Stored items
== Segment start ==

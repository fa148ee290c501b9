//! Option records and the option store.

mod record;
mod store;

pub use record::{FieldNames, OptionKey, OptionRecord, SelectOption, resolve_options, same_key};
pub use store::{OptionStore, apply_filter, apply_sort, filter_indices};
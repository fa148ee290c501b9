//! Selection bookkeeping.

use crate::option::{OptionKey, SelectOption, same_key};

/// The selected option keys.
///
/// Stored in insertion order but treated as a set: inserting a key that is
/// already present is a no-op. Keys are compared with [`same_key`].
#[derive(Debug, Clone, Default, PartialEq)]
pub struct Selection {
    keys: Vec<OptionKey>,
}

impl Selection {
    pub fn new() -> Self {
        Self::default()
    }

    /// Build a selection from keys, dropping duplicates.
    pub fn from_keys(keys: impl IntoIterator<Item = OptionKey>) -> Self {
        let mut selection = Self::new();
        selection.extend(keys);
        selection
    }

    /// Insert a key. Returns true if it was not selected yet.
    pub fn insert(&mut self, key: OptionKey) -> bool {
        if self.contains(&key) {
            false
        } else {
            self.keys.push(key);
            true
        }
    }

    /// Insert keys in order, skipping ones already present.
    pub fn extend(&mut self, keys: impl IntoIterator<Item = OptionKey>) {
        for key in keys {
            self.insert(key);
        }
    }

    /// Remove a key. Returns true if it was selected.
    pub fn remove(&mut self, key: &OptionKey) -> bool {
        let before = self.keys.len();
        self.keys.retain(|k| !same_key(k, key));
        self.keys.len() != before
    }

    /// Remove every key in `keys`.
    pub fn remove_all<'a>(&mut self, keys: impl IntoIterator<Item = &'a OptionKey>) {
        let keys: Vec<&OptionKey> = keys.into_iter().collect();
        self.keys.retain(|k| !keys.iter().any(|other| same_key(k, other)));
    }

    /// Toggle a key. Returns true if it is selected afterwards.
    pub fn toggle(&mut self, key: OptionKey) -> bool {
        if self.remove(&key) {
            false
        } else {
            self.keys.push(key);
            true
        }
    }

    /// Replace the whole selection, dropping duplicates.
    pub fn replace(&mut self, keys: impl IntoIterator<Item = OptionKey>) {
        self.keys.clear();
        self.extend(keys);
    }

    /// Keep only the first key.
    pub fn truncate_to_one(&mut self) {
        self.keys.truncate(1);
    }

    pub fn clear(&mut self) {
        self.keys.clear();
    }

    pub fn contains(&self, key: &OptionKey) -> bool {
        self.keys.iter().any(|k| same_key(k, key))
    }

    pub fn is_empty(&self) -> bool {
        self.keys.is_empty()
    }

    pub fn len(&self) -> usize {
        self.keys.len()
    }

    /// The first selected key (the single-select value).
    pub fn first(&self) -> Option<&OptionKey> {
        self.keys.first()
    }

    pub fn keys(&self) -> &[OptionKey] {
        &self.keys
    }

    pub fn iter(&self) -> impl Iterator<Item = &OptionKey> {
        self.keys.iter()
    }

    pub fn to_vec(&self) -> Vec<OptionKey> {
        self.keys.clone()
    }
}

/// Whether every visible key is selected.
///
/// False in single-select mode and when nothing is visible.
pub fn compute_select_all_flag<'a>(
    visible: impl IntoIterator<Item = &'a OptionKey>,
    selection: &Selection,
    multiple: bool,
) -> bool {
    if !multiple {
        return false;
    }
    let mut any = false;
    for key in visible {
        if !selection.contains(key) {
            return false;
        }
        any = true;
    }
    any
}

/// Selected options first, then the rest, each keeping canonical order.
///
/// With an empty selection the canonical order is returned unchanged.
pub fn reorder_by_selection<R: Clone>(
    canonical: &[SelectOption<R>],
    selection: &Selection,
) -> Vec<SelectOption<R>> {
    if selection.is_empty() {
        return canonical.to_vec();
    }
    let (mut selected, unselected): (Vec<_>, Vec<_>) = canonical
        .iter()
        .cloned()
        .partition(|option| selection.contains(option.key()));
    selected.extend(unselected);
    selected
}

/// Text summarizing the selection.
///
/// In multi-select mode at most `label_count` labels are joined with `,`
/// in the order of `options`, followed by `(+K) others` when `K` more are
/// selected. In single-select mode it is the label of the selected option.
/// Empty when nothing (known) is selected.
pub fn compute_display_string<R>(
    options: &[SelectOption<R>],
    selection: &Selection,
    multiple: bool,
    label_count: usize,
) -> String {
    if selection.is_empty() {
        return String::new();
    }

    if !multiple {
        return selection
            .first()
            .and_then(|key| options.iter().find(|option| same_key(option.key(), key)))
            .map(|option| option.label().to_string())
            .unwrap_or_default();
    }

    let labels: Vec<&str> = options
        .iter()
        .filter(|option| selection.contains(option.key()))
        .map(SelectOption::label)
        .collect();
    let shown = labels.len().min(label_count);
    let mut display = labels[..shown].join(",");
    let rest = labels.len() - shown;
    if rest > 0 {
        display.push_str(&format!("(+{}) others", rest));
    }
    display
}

== Segment end ==

> [Task details]: Could you restate, word for word, the lines above from the one with "not selected yet." to the one with "the first key.", both included?

> [Output of the exercise]:
    /// Insert a key. Returns true if it was not selected yet.
    pub fn insert(&mut self, key: OptionKey) -> bool {
        if self.contains(&key) {
            false
        } else {
            self.keys.push(key);
            true
        }
    }

    /// Insert keys in order, skipping ones already present.
    pub fn extend(&mut self, keys: impl IntoIterator<Item = OptionKey>) {
        for key in keys {
            self.insert(key);
        }
    }

    /// Remove a key. Returns true if it was selected.
    pub fn remove(&mut self, key: &OptionKey) -> bool {
        let before = self.keys.len();
        self.keys.retain(|k| !same_key(k, key));
        self.keys.len() != before
    }

    /// Remove every key in `keys`.
    pub fn remove_all<'a>(&mut self, keys: impl IntoIterator<Item = &'a OptionKey>) {
        let keys: Vec<&OptionKey> = keys.into_iter().collect();
        self.keys.retain(|k| !keys.iter().any(|other| same_key(k, other)));
    }

    /// Toggle a key. Returns true if it is selected afterwards.
    pub fn toggle(&mut self, key: OptionKey) -> bool {
        if self.remove(&key) {
            false
        } else {
            self.keys.push(key);
            true
        }
    }

    /// Replace the whole selection, dropping duplicates.
    pub fn replace(&mut self, keys: impl IntoIterator<Item = OptionKey>) {
        self.keys.clear();
        self.extend(keys);
    }

    /// Keep only the first key.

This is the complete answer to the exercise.